# WORK ITEM
Return each record exactly as it appears, so that nothing is dropped or altered.

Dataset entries
* * * * * * * * *

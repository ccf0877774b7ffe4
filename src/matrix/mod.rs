//! Matrix storage and the sources that populate it.
//!
//! [`Matrix`] is the only data structure the kernels and runners touch.
//! Loading from text files and random generation live in `source`.

pub mod buffer;
pub mod source;

pub use buffer::{Element, Matrix};
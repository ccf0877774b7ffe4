//! Matrix sources: whitespace-separated text files and random fill.

use std::fs;
use std::path::Path;

use rand::rngs::StdRng;
use rand::{Rng, SeedableRng};
use tracing::debug;

use super::buffer::{Element, Matrix};
use crate::error::{Error, Result};

/// Random elements are drawn from `0..RANDOM_BOUND`.
pub const RANDOM_BOUND: Element = 10;

impl Matrix {
    /// Reads a `rows × cols` matrix from a text file of whitespace-separated
    /// integers in row-major order.
    ///
    /// Line breaks carry no meaning; only the first `rows * cols` integers are
    /// used and anything after them is ignored.
    pub fn from_file(path: impl AsRef<Path>, rows: usize, cols: usize) -> Result<Self> {
        let path = path.as_ref();
        let expected = Matrix::checked_len(rows, cols)?;
        let text = fs::read_to_string(path).map_err(|source| Error::Io {
            path: path.to_path_buf(),
            source,
        })?;

        let mut data = Vec::with_capacity(expected);
        for token in text.split_whitespace().take(expected) {
            let value = token.parse::<Element>().map_err(|source| Error::Parse {
                path: path.to_path_buf(),
                token: token.to_string(),
                source,
            })?;
            data.push(value);
        }

        if data.len() < expected {
            return Err(Error::MissingData {
                path: path.to_path_buf(),
                expected,
                found: data.len(),
            });
        }

        debug!(path = %path.display(), rows, cols, "loaded matrix");
        Matrix::from_vec(rows, cols, data)
    }

    /// Fills a `rows × cols` matrix with values in `0..10` drawn from `rng`.
    ///
    /// Panics like [`Matrix::zeros`] if the shape overflows.
    pub fn random<R: Rng + ?Sized>(rows: usize, cols: usize, rng: &mut R) -> Self {
        let mut m = Matrix::zeros(rows, cols);
        for value in m.as_mut_slice() {
            *value = rng.gen_range(0..RANDOM_BOUND);
        }
        m
    }

    /// Same as [`Matrix::random`] with a reproducible seed.
    pub fn random_seeded(rows: usize, cols: usize, seed: u64) -> Self {
        let mut rng = StdRng::seed_from_u64(seed);
        Matrix::random(rows, cols, &mut rng)
    }
}

#[cfg(test)]
mod tests {
    use super::*;
    use std::io::Write;

    fn write_temp(contents: &str) -> tempfile::NamedTempFile {
        let mut file = tempfile::NamedTempFile::new().unwrap();
        file.write_all(contents.as_bytes()).unwrap();
        file
    }

    #[test]
    fn test_from_file_ignores_line_layout() {
        let file = write_temp("1 2\n3\n4 5 6\n");
        let m = Matrix::from_file(file.path(), 2, 3).unwrap();
        assert_eq!(m.to_rows(), vec![vec![1, 2, 3], vec![4, 5, 6]]);
    }

    #[test]
    fn test_from_file_extra_values_ignored() {
        let file = write_temp("1 2 3 4 99 oops");
        let m = Matrix::from_file(file.path(), 2, 2).unwrap();
        assert_eq!(m.as_slice(), &[1, 2, 3, 4]);
    }

    #[test]
    fn test_from_file_negative_values() {
        let file = write_temp("-1 0\n7 -8");
        let m = Matrix::from_file(file.path(), 2, 2).unwrap();
        assert_eq!(m.as_slice(), &[-1, 0, 7, -8]);
    }

    #[test]
    fn test_from_file_short() {
        let file = write_temp("1 2 3");
        let err = Matrix::from_file(file.path(), 2, 2).unwrap_err();
        assert!(matches!(
            err,
            Error::MissingData {
                expected: 4,
                found: 3,
                ..
            }
        ));
    }

    #[test]
    fn test_from_file_malformed() {
        let file = write_temp("1 x 3 4");
        let err = Matrix::from_file(file.path(), 2, 2).unwrap_err();
        assert!(matches!(err, Error::Parse { ref token, .. } if token == "x"));
    }

    #[test]
    fn test_from_file_missing() {
        let dir = tempfile::tempdir().unwrap();
        let err = Matrix::from_file(dir.path().join("A.txt"), 1, 1).unwrap_err();
        assert!(matches!(err, Error::Io { .. }));
    }

    #[test]
    fn test_from_file_overflowing_shape() {
        let file = write_temp("1 2 3 4");
        let err = Matrix::from_file(file.path(), usize::MAX, 2).unwrap_err();
        assert!(matches!(err, Error::TooLarge { .. }));
    }

    #[test]
    fn test_random_bounds_and_seed() {
        let a = Matrix::random_seeded(8, 9, 42);
        let b = Matrix::random_seeded(8, 9, 42);
        assert_eq!(a, b);
        assert_eq!(a.shape(), (8, 9));
        assert!(a.as_slice().iter().all(|v| (0..RANDOM_BOUND).contains(v)));
    }
}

* * * * * * * * *

# RESPONSE FOR THIS EXERCISE
repository ccf0877774b7ffe4
filename src/matrix/mod.rs
//! Matrix storage and the sources that populate it.
//!
//! [`Matrix`] is the only data structure the kernels and runners touch.
//! Loading from text files and random generation live in `source`.

pub mod buffer;
pub mod source;

pub use buffer::{Element, Matrix};
repository ccf0877774b7ffe4
//! Matrix sources: whitespace-separated text files and random fill.

use std::fs;
use std::path::Path;

use rand::rngs::StdRng;
use rand::{Rng, SeedableRng};
use tracing::debug;

use super::buffer::{Element, Matrix};
use crate::error::{Error, Result};

/// Random elements are drawn from `0..RANDOM_BOUND`.
pub const RANDOM_BOUND: Element = 10;

impl Matrix {
    /// Reads a `rows × cols` matrix from a text file of whitespace-separated
    /// integers in row-major order.
    ///
    /// Line breaks carry no meaning; only the first `rows * cols` integers are
    /// used and anything after them is ignored.
    pub fn from_file(path: impl AsRef<Path>, rows: usize, cols: usize) -> Result<Self> {
        let path = path.as_ref();
        let expected = Matrix::checked_len(rows, cols)?;
        let text = fs::read_to_string(path).map_err(|source| Error::Io {
            path: path.to_path_buf(),
            source,
        })?;

        let mut data = Vec::with_capacity(expected);
        for token in text.split_whitespace().take(expected) {
            let value = token.parse::<Element>().map_err(|source| Error::Parse {
                path: path.to_path_buf(),
                token: token.to_string(),
                source,
            })?;
            data.push(value);
        }

        if data.len() < expected {
            return Err(Error::MissingData {
                path: path.to_path_buf(),
                expected,
                found: data.len(),
            });
        }

        debug!(path = %path.display(), rows, cols, "loaded matrix");
        Matrix::from_vec(rows, cols, data)
    }

    /// Fills a `rows × cols` matrix with values in `0..10` drawn from `rng`.
    ///
    /// Panics like [`Matrix::zeros`] if the shape overflows.
    pub fn random<R: Rng + ?Sized>(rows: usize, cols: usize, rng: &mut R) -> Self {
        let mut m = Matrix::zeros(rows, cols);
        for value in m.as_mut_slice() {
            *value = rng.gen_range(0..RANDOM_BOUND);
        }
        m
    }

    /// Same as [`Matrix::random`] with a reproducible seed.
    pub fn random_seeded(rows: usize, cols: usize, seed: u64) -> Self {
        let mut rng = StdRng::seed_from_u64(seed);
        Matrix::random(rows, cols, &mut rng)
    }
}

#[cfg(test)]
mod tests {
    use super::*;
    use std::io::Write;

    fn write_temp(contents: &str) -> tempfile::NamedTempFile {
        let mut file = tempfile::NamedTempFile::new().unwrap();
        file.write_all(contents.as_bytes()).unwrap();
        file
    }

    #[test]
    fn test_from_file_ignores_line_layout() {
        let file = write_temp("1 2\n3\n4 5 6\n");
        let m = Matrix::from_file(file.path(), 2, 3).unwrap();
        assert_eq!(m.to_rows(), vec![vec![1, 2, 3], vec![4, 5, 6]]);
    }

    #[test]
    fn test_from_file_extra_values_ignored() {
        let file = write_temp("1 2 3 4 99 oops");
        let m = Matrix::from_file(file.path(), 2, 2).unwrap();
        assert_eq!(m.as_slice(), &[1, 2, 3, 4]);
    }

    #[test]
    fn test_from_file_negative_values() {
        let file = write_temp("-1 0\n7 -8");
        let m = Matrix::from_file(file.path(), 2, 2).unwrap();
        assert_eq!(m.as_slice(), &[-1, 0, 7, -8]);
    }

    #[test]
    fn test_from_file_short() {
        let file = write_temp("1 2 3");
        let err = Matrix::from_file(file.path(), 2, 2).unwrap_err();
        assert!(matches!(
            err,
            Error::MissingData {
                expected: 4,
                found: 3,
                ..
            }
        ));
    }

    #[test]
    fn test_from_file_malformed() {
        let file = write_temp("1 x 3 4");
        let err = Matrix::from_file(file.path(), 2, 2).unwrap_err();
        assert!(matches!(err, Error::Parse { ref token, .. } if token == "x"));
    }

    #[test]
    fn test_from_file_missing() {
        let dir = tempfile::tempdir().unwrap();
        let err = Matrix::from_file(dir.path().join("A.txt"), 1, 1).unwrap_err();
        assert!(matches!(err, Error::Io { .. }));
    }

    #[test]
    fn test_from_file_overflowing_shape() {
        let file = write_temp("1 2 3 4");
        let err = Matrix::from_file(file.path(), usize::MAX, 2).unwrap_err();
        assert!(matches!(err, Error::TooLarge { .. }));
    }

    #[test]
    fn test_random_bounds_and_seed() {
        let a = Matrix::random_seeded(8, 9, 42);
        let b = Matrix::random_seeded(8, 9, 42);
        assert_eq!(a, b);
        assert_eq!(a.shape(), (8, 9));
        assert!(a.as_slice().iter().all(|v| (0..RANDOM_BOUND).contains(v)));
    }
}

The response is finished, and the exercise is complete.